* Task objective: Every line below between the one holding "filename crates/server/src/main.rs" and the one holding "state.calls.close_all().await;", inclusive, should be copied exactly, and no other line.

= Beginning of Section =

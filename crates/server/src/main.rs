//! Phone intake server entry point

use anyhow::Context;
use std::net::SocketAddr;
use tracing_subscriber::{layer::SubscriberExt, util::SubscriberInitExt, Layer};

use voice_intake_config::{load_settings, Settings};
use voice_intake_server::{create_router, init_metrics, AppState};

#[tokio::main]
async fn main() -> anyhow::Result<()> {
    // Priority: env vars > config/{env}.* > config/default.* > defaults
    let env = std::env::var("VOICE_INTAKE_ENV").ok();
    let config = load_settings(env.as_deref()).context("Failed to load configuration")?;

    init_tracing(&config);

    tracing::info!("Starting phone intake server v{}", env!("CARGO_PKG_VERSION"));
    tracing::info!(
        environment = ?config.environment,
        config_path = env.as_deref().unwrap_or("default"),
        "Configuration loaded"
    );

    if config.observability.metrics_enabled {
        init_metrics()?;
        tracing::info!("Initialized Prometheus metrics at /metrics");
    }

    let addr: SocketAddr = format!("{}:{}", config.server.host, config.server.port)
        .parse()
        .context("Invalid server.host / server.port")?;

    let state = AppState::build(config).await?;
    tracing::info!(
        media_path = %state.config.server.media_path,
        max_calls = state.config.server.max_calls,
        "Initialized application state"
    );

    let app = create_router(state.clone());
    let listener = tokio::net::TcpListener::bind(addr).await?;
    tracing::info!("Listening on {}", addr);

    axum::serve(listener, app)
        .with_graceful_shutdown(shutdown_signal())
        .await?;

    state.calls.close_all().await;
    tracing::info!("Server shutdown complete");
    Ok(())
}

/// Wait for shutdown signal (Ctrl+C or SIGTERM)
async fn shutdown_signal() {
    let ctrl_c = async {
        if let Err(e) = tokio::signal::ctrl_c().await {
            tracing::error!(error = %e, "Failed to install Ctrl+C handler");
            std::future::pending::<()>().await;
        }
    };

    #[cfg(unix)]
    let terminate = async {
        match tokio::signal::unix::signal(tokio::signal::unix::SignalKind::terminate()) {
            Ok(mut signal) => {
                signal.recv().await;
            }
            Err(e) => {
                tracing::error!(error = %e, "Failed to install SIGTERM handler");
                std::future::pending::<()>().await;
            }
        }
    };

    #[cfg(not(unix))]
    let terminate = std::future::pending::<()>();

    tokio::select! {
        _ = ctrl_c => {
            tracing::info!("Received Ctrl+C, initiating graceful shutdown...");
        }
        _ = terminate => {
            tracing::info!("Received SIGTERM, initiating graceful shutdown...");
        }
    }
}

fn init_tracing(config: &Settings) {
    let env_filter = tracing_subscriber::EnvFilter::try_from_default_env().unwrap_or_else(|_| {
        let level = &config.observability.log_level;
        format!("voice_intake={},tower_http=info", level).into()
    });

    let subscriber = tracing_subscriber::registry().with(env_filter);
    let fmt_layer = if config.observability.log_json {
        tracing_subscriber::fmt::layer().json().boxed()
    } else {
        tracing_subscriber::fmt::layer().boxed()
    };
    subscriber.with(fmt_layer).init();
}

= End of Section =
= Beginning of Section =

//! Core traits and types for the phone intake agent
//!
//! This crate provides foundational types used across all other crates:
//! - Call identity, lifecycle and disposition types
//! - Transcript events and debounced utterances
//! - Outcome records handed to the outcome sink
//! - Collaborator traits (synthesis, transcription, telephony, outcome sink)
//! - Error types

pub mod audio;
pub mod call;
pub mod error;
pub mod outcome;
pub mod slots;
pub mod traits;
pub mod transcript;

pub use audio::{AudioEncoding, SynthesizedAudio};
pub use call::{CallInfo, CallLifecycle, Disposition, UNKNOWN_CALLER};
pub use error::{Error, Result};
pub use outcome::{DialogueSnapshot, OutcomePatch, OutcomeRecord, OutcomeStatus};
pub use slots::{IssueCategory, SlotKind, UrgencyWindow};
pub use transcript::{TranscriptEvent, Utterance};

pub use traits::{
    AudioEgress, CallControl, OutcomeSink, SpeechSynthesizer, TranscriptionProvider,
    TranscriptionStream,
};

= End of Section =

* Answer section:
filename crates/server/src/main.rs
//! Phone intake server entry point

use anyhow::Context;
use std::net::SocketAddr;
use tracing_subscriber::{layer::SubscriberExt, util::SubscriberInitExt, Layer};

use voice_intake_config::{load_settings, Settings};
use voice_intake_server::{create_router, init_metrics, AppState};

#[tokio::main]
async fn main() -> anyhow::Result<()> {
    // Priority: env vars > config/{env}.* > config/default.* > defaults
    let env = std::env::var("VOICE_INTAKE_ENV").ok();
    let config = load_settings(env.as_deref()).context("Failed to load configuration")?;

    init_tracing(&config);

    tracing::info!("Starting phone intake server v{}", env!("CARGO_PKG_VERSION"));
    tracing::info!(
        environment = ?config.environment,
        config_path = env.as_deref().unwrap_or("default"),
        "Configuration loaded"
    );

    if config.observability.metrics_enabled {
        init_metrics()?;
        tracing::info!("Initialized Prometheus metrics at /metrics");
    }

    let addr: SocketAddr = format!("{}:{}", config.server.host, config.server.port)
        .parse()
        .context("Invalid server.host / server.port")?;

    let state = AppState::build(config).await?;
    tracing::info!(
        media_path = %state.config.server.media_path,
        max_calls = state.config.server.max_calls,
        "Initialized application state"
    );

    let app = create_router(state.clone());
    let listener = tokio::net::TcpListener::bind(addr).await?;
    tracing::info!("Listening on {}", addr);

    axum::serve(listener, app)
        .with_graceful_shutdown(shutdown_signal())
        .await?;

    state.calls.close_all().await;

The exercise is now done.